This year's budget is "crude", "populist" and panders to the rich, according to the Green party spokesman, Mr John Gormley. It seeks to continue the myth that Ireland has a successful economy, but for whom? "Is it successful for the 30 per cent of the economy who continue to rely on social welfare payments or for the long-term unemployed who are surplus to economic requirements?"
Carers have waited patiently for easier access to social welfare allowances and fairer treatment in the tax system, he said. The Minister has offered them bus passes when one of the richest organisations in the State - the GAA - has been given £20 million. That is "quite scandalous".
In this Budget the Minister has had an opportunity to ensure that an unprecedented prosperity is divided in a socially equitable way.
Mr Gormley reminded the Dail that this year is the 20th anniversary of the Fianna Fail "giveaway manifesto that did untold damage to the economy and Irish society".
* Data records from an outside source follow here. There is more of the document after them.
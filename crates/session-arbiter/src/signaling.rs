//! Boundary with the signaling client and the capture device
//!
//! The signaling protocol itself lives outside this crate. It is consumed
//! through [`SignalingClient`] and reports back with [`SignalingEvent`]s posted
//! to the coordinator. Local capture acquisition is consumed through
//! [`CaptureSource`].

use std::fmt;
use std::sync::Arc;

use async_trait::async_trait;

use crate::config::{CaptureConstraints, Credentials, SignalingEndpoint};
use crate::error::{CaptureError, SignalingError};
use crate::media::MediaSource;
use crate::session::{CallOptions, CallSession, Originator, SessionRole};

/// Client of the signaling server.
///
/// Methods start work and return immediately; results come back as
/// [`SignalingEvent`]s.
pub trait SignalingClient: Send + Sync {
    /// Start the client and register `credentials` through `endpoint`
    fn register(&self, credentials: &Credentials, endpoint: &SignalingEndpoint) -> Result<(), SignalingError>;

    /// Start an outgoing call. The session arrives later as
    /// `NewSession { role: Outgoing, .. }`.
    fn call(&self, target: &str, options: &CallOptions) -> Result<(), SignalingError>;

    /// Unregister and close the transport
    fn stop(&self);
}

/// Notifications emitted by the signaling client
#[derive(Clone)]
pub enum SignalingEvent {
    Registered {
        status_code: u16,
        reason: String,
    },
    RegistrationFailed {
        cause: String,
    },
    RegistrationExpiring,
    /// A session was created locally or by a remote INVITE
    NewSession {
        role: SessionRole,
        session: Arc<dyn CallSession>,
    },
    /// Out-of-dialog MESSAGE sent or received
    NewMessage {
        originator: Originator,
        request: String,
    },
}

impl fmt::Debug for SignalingEvent {
    fn fmt(&self, f: &mut fmt::Formatter<'_>) -> fmt::Result {
        match self {
            SignalingEvent::Registered { status_code, reason } => f
                .debug_struct("Registered")
                .field("status_code", status_code)
                .field("reason", reason)
                .finish(),
            SignalingEvent::RegistrationFailed { cause } => {
                f.debug_struct("RegistrationFailed").field("cause", cause).finish()
            }
            SignalingEvent::RegistrationExpiring => write!(f, "RegistrationExpiring"),
            SignalingEvent::NewSession { role, session } => f
                .debug_struct("NewSession")
                .field("role", role)
                .field("session_id", session.id())
                .finish(),
            SignalingEvent::NewMessage { originator, request } => f
                .debug_struct("NewMessage")
                .field("originator", originator)
                .field("request", request)
                .finish(),
        }
    }
}

/// One-shot acquisition of the local capture source
#[async_trait]
pub trait CaptureSource: Send + Sync {
    async fn acquire(&self, constraints: &CaptureConstraints) -> Result<MediaSource, CaptureError>;
}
There is a similar inclination in this Budget. "It is a crude, populist Budget that lacks vision, that panders to the comfortable voting class, the vested interests and the paymasters of the establishment parties."
The social welfare package seems on the surface to be very generous. However, social welfare recipients are getting eventual increases above inflation but below the rate of economic growth, meaning that they will slip further behind in the prosperity stakes.
The additional expenditure for the elderly is to be welcomed but the Minister has to accept that this sector needs to be given far more before catching up with the wilder excesses of the Celtic Tiger.
Reducing the top rate of tax by 2 percentage points is socially inequitable. Tax allowances have been adjusted only marginally. The increase in exemption from PRSI is to be welcomed but "the tax burden is still being born disproportionately by low and middle income earners".